> **What is needed**
Each record is to be written out exactly as it appears.

[Material for this task Boundary: Start]

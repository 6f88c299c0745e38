//! Rackspace examples CLI
//!
//! Example workflows against Rackspace Cloud DNS and Cloud Load Balancers.
//! Each command authenticates, performs a few create/update/list calls,
//! waits for the asynchronous work to finish, prints the result, and
//! revokes its token on the way out.

mod commands;
mod config;

use anyhow::Result;
use clap::Parser;
use commands::{Commands, handle_command};
use config::{Config, ConnectionOptions};
use rackspace_client::Region;
use tracing_subscriber::{layer::SubscriberExt, util::SubscriberInitExt};

#[derive(Parser)]
#[command(name = "rackspace-examples")]
#[command(about = "Rackspace Cloud DNS and Cloud Load Balancers examples", long_about = None)]
struct Cli {
    /// Rackspace username
    #[arg(short, long, env = "RACKSPACE_USERNAME")]
    username: String,

    /// Rackspace API key
    #[arg(short = 'k', long, env = "RACKSPACE_API_KEY", hide_env_values = true)]
    api_key: String,

    /// Rackspace cloud to use (us or uk)
    #[arg(long, env = "RACKSPACE_REGION", default_value = "us")]
    region: Region,

    /// Identity endpoint override
    #[arg(long, env = "RACKSPACE_IDENTITY_URL")]
    identity_url: Option<String>,

    /// Seconds between job status polls
    #[arg(long, env = "RACKSPACE_POLL_INTERVAL", default_value_t = 2)]
    poll_interval: u64,

    /// Upper bound in seconds for the poll interval when backing off
    #[arg(long, env = "RACKSPACE_MAX_POLL_INTERVAL")]
    max_poll_interval: Option<u64>,

    /// Factor applied to the poll interval after each poll
    #[arg(long, env = "RACKSPACE_BACKOFF_MULTIPLIER", default_value_t = 1.0)]
    backoff_multiplier: f64,

    /// Seconds to wait for asynchronous jobs before giving up
    #[arg(long, env = "RACKSPACE_AWAIT_TIMEOUT", default_value_t = 600)]
    await_timeout: u64,

    /// Keep polling through network errors instead of failing immediately
    #[arg(long, env = "RACKSPACE_RETRY_TRANSPORT_ERRORS")]
    retry_transport_errors: bool,

    #[command(subcommand)]
    command: Commands,
}

impl Cli {
    fn connection_options(&self) -> ConnectionOptions {
        ConnectionOptions {
            username: self.username.clone(),
            api_key: self.api_key.clone(),
            region: self.region,
            identity_url: self.identity_url.clone(),
            poll_interval_secs: self.poll_interval,
            max_poll_interval_secs: self.max_poll_interval,
            backoff_multiplier: self.backoff_multiplier,
            await_timeout_secs: self.await_timeout,
            retry_transport_errors: self.retry_transport_errors,
        }
    }
}

#[tokio::main]
async fn main() -> Result<()> {
    // Initialize logging
    tracing_subscriber::registry()
        .with(
            tracing_subscriber::EnvFilter::try_from_default_env()
                .unwrap_or_else(|_| "rackspace_cli=info,rackspace_client=info".into()),
        )
        .with(tracing_subscriber::fmt::layer())
        .init();

    let cli = Cli::parse();
    let config = Config::from_options(cli.connection_options())?;

    handle_command(cli.command, &config).await
}

#[cfg(test)]
mod tests {
    use super::*;
    use clap::CommandFactory;

    #[test]
    fn test_cli_definition() {
        Cli::command().debug_assert();
    }

    #[test]
    fn test_parse_update_domains() {
        let cli = Cli::try_parse_from([
            "rackspace-examples",
            "-u",
            "demo",
            "-k",
            "key",
            "--region",
            "uk",
            "dns",
            "update-domains",
        ])
        .unwrap();

        assert_eq!(cli.region, Region::Uk);
        assert_eq!(cli.poll_interval, 2);
        assert!(matches!(cli.command, Commands::Dns { .. }));
    }

    #[test]
    fn test_rejects_unknown_region() {
        let result = Cli::try_parse_from([
            "rackspace-examples",
            "-u",
            "demo",
            "-k",
            "key",
            "--region",
            "mars",
            "dns",
            "list",
        ]);
        assert!(result.is_err());
    }
}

[Material for this task Boundary: End]

> **Result**
repository 6f88c299c0745e38
//! Rackspace examples CLI
//!
//! Example workflows against Rackspace Cloud DNS and Cloud Load Balancers.
//! Each command authenticates, performs a few create/update/list calls,
//! waits for the asynchronous work to finish, prints the result, and
//! revokes its token on the way out.

mod commands;
mod config;

use anyhow::Result;
use clap::Parser;
use commands::{Commands, handle_command};
use config::{Config, ConnectionOptions};
use rackspace_client::Region;
use tracing_subscriber::{layer::SubscriberExt, util::SubscriberInitExt};

#[derive(Parser)]
#[command(name = "rackspace-examples")]
#[command(about = "Rackspace Cloud DNS and Cloud Load Balancers examples", long_about = None)]
struct Cli {
    /// Rackspace username
    #[arg(short, long, env = "RACKSPACE_USERNAME")]
    username: String,

    /// Rackspace API key
    #[arg(short = 'k', long, env = "RACKSPACE_API_KEY", hide_env_values = true)]
    api_key: String,

    /// Rackspace cloud to use (us or uk)
    #[arg(long, env = "RACKSPACE_REGION", default_value = "us")]
    region: Region,

    /// Identity endpoint override
    #[arg(long, env = "RACKSPACE_IDENTITY_URL")]
    identity_url: Option<String>,

    /// Seconds between job status polls
    #[arg(long, env = "RACKSPACE_POLL_INTERVAL", default_value_t = 2)]
    poll_interval: u64,

    /// Upper bound in seconds for the poll interval when backing off
    #[arg(long, env = "RACKSPACE_MAX_POLL_INTERVAL")]
    max_poll_interval: Option<u64>,

    /// Factor applied to the poll interval after each poll
    #[arg(long, env = "RACKSPACE_BACKOFF_MULTIPLIER", default_value_t = 1.0)]
    backoff_multiplier: f64,

    /// Seconds to wait for asynchronous jobs before giving up
    #[arg(long, env = "RACKSPACE_AWAIT_TIMEOUT", default_value_t = 600)]
    await_timeout: u64,

    /// Keep polling through network errors instead of failing immediately
    #[arg(long, env = "RACKSPACE_RETRY_TRANSPORT_ERRORS")]
    retry_transport_errors: bool,

    #[command(subcommand)]
    command: Commands,
}

impl Cli {
    fn connection_options(&self) -> ConnectionOptions {
        ConnectionOptions {
            username: self.username.clone(),
            api_key: self.api_key.clone(),
            region: self.region,
            identity_url: self.identity_url.clone(),
            poll_interval_secs: self.poll_interval,
            max_poll_interval_secs: self.max_poll_interval,
            backoff_multiplier: self.backoff_multiplier,
            await_timeout_secs: self.await_timeout,
            retry_transport_errors: self.retry_transport_errors,
        }
    }
}

#[tokio::main]
async fn main() -> Result<()> {
    // Initialize logging
    tracing_subscriber::registry()
        .with(
            tracing_subscriber::EnvFilter::try_from_default_env()
                .unwrap_or_else(|_| "rackspace_cli=info,rackspace_client=info".into()),
        )
        .with(tracing_subscriber::fmt::layer())
        .init();

    let cli = Cli::parse();
    let config = Config::from_options(cli.connection_options())?;

    handle_command(cli.command, &config).await
}

#[cfg(test)]
mod tests {
    use super::*;
    use clap::CommandFactory;

    #[test]
    fn test_cli_definition() {
        Cli::command().debug_assert();
    }

    #[test]
    fn test_parse_update_domains() {
        let cli = Cli::try_parse_from([
            "rackspace-examples",
            "-u",
            "demo",
            "-k",
            "key",
            "--region",
            "uk",
            "dns",
            "update-domains",
        ])
        .unwrap();

        assert_eq!(cli.region, Region::Uk);
        assert_eq!(cli.poll_interval, 2);
        assert!(matches!(cli.command, Commands::Dns { .. }));
    }

    #[test]
    fn test_rejects_unknown_region() {
        let result = Cli::try_parse_from([
            "rackspace-examples",
            "-u",
            "demo",
            "-k",
            "key",
            "--region",
            "mars",
            "dns",
            "list",
        ]);
        assert!(result.is_err());
    }
}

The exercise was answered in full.